▶ **RECORDS FOR THE EXERCISE**:
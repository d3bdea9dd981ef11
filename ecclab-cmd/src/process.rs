use std::io::{stdin, stdout, BufRead, BufWriter, Write};

use anyhow::{Context, Result};
use ecclab::request::handle_json;
use tracing::{info, warn};

/// Handle one JSON request per line of `reader`, writing one JSON response per
/// request to `writer`. Blank lines are skipped. Lines that are not valid
/// requests get an `ERROR` response so every request is answered.
///
/// Returns the number of requests handled and how many of those were invalid.
pub fn process<R: BufRead, W: Write>(reader: R, mut writer: W) -> Result<(usize, usize)> {
    let mut handled = 0;
    let mut invalid = 0;
    for (lineno, line) in reader.lines().enumerate() {
        let line = line.context("reading request")?;
        if line.trim().is_empty() {
            continue;
        }
        handled += 1;
        let response = match handle_json(&line) {
            Ok(response) => response,
            Err(err) => {
                warn!("invalid request on line {}: {err}", lineno + 1);
                invalid += 1;
                serde_json::json!({
                    "status": "ERROR",
                    "diagnostic": format!("invalid request: {err}"),
                })
                .to_string()
            }
        };
        writeln!(writer, "{response}").context("writing response")?;
        writer.flush().context("writing response")?;
    }
    Ok((handled, invalid))
}

pub fn process_stdin() -> Result<()> {
    let (handled, invalid) = process(stdin().lock(), BufWriter::new(stdout().lock()))?;
    info!("handled {handled} requests, {invalid} invalid");
    Ok(())
}
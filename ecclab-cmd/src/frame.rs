use std::fs::File;
use std::io::{stdin, stdout, BufRead, BufReader, Write};
use std::path::Path;

use anyhow::{bail, Context, Result};
use ecclab::bits::read_frame;
use ecclab::{Algorithm, BitSequence, Report, Status};
use serde::Serialize;
use tracing::{debug, info};

#[derive(Debug, Clone)]
pub enum Format {
    Json,
    Text,
}

impl clap::ValueEnum for Format {
    fn value_variants<'a>() -> &'a [Self] {
        &[Self::Json, Self::Text]
    }

    fn to_possible_value(&self) -> Option<clap::builder::PossibleValue> {
        match self {
            Self::Json => Some(clap::builder::PossibleValue::new("json")),
            Self::Text => Some(clap::builder::PossibleValue::new("text")),
        }
    }
}

/// Read the first non-blank line of the input, which may be given inline, as a
/// file path, or on stdin (`None` or `-`).
fn read_input(input: Option<&str>) -> Result<String> {
    let line = match input {
        None | Some("-") => first_line(stdin().lock()).context("reading stdin")?,
        Some(path) if Path::new(path).is_file() => {
            debug!("reading input from {path}");
            let file = File::open(path).with_context(|| format!("opening {path}"))?;
            first_line(BufReader::new(file)).with_context(|| format!("reading {path}"))?
        }
        Some(inline) => inline.to_string(),
    };
    Ok(line)
}

fn first_line<R: BufRead>(reader: R) -> std::io::Result<String> {
    for line in reader.lines() {
        let line = line?;
        if !line.trim().is_empty() {
            return Ok(line);
        }
    }
    Ok(String::new())
}

/// Read a frame the same way as [read_input], parsing it as 0/1 text.
fn read_bits(input: Option<&str>) -> Result<BitSequence> {
    match input {
        Some(path) if path != "-" && Path::new(path).is_file() => {
            let file = File::open(path).with_context(|| format!("opening {path}"))?;
            read_frame(BufReader::new(file)).with_context(|| format!("invalid frame in {path}"))
        }
        _ => BitSequence::parse(&read_input(input)?).context("invalid frame"),
    }
}

/// Bits of an ASCII message, 8 per character.
fn text_payload(text: &str) -> Result<BitSequence> {
    if let Some(c) = text.chars().find(|c| !c.is_ascii()) {
        bail!("message contains non-ASCII character {c:?}; only ASCII text can be encoded");
    }
    Ok(BitSequence::from_ascii(text))
}

pub fn encode(algorithm: Algorithm, input: Option<&str>, text: bool) -> Result<()> {
    let payload = if text {
        text_payload(&read_input(input)?)?
    } else {
        read_bits(input)?
    };
    let frame = algorithm
        .encode(&payload)
        .with_context(|| format!("encoding with {algorithm}"))?;
    info!(
        "encoded {} payload bits into {} frame bits with {algorithm}",
        payload.len(),
        frame.len()
    );
    writeln!(stdout(), "{frame}").context("writing to stdout")
}

#[derive(Debug, Serialize)]
struct Decoded {
    algorithm: String,
    #[serde(flatten)]
    report: Report,
    message: Option<String>,
}

impl Decoded {
    fn new(algorithm: Algorithm, report: Report) -> Self {
        let message = match report.status {
            Status::Ok | Status::Fix => report
                .data_bits
                .as_deref()
                .and_then(|bits| BitSequence::parse(bits).ok())
                .map(|bits| bits.to_ascii()),
            _ => None,
        };
        Self {
            algorithm: algorithm.to_string(),
            report,
            message,
        }
    }

    fn render_text(&self) -> String {
        let mut lines = vec![
            format!("Algorithm:  {}", self.algorithm),
            format!("Status:     {}", self.report.status),
        ];
        if let Some(bits) = &self.report.data_bits {
            lines.push(format!("Data:       {bits}"));
        }
        if let Some(message) = &self.message {
            lines.push(format!("Message:    {message:?}"));
        }
        if let (Some(n), Some(r), Some(syndrome)) =
            (self.report.n, self.report.r, self.report.syndrome)
        {
            lines.push(format!("Codeword:   n={n} r={r} syndrome={syndrome}"));
        }
        if let Some(fix) = &self.report.fix {
            lines.push(format!("Corrected:  position {}", fix.position));
            lines.push(format!("Codeword:   {}", fix.corrected_codeword));
        }
        if let Some(diagnostic) = &self.report.diagnostic {
            lines.push(format!("Diagnostic: {diagnostic}"));
        }
        lines.join("\n")
    }
}

pub fn decode(algorithm: Algorithm, input: Option<&str>, format: &Format) -> Result<()> {
    let frame = read_bits(input)?;
    let decoded = Decoded::new(algorithm, algorithm.report(&frame));
    debug!("decoded {} bits: {}", frame.len(), decoded.report.status);

    match format {
        Format::Json => {
            serde_json::to_writer_pretty(stdout(), &decoded).context("serializing to json")?;
            writeln!(stdout()).context("writing to stdout")
        }
        Format::Text => writeln!(stdout(), "{}", decoded.render_text()).context("writing to stdout"),
    }
}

▶ **INSTRUCTIONS FOR THE TASK**: What this exercise asks for is every line of the data above with the word "info".

▶ **ANSWER AREA**:
use tracing::{info, warn};
    info!("handled {handled} requests, {invalid} invalid");
use tracing::{debug, info};
    info!(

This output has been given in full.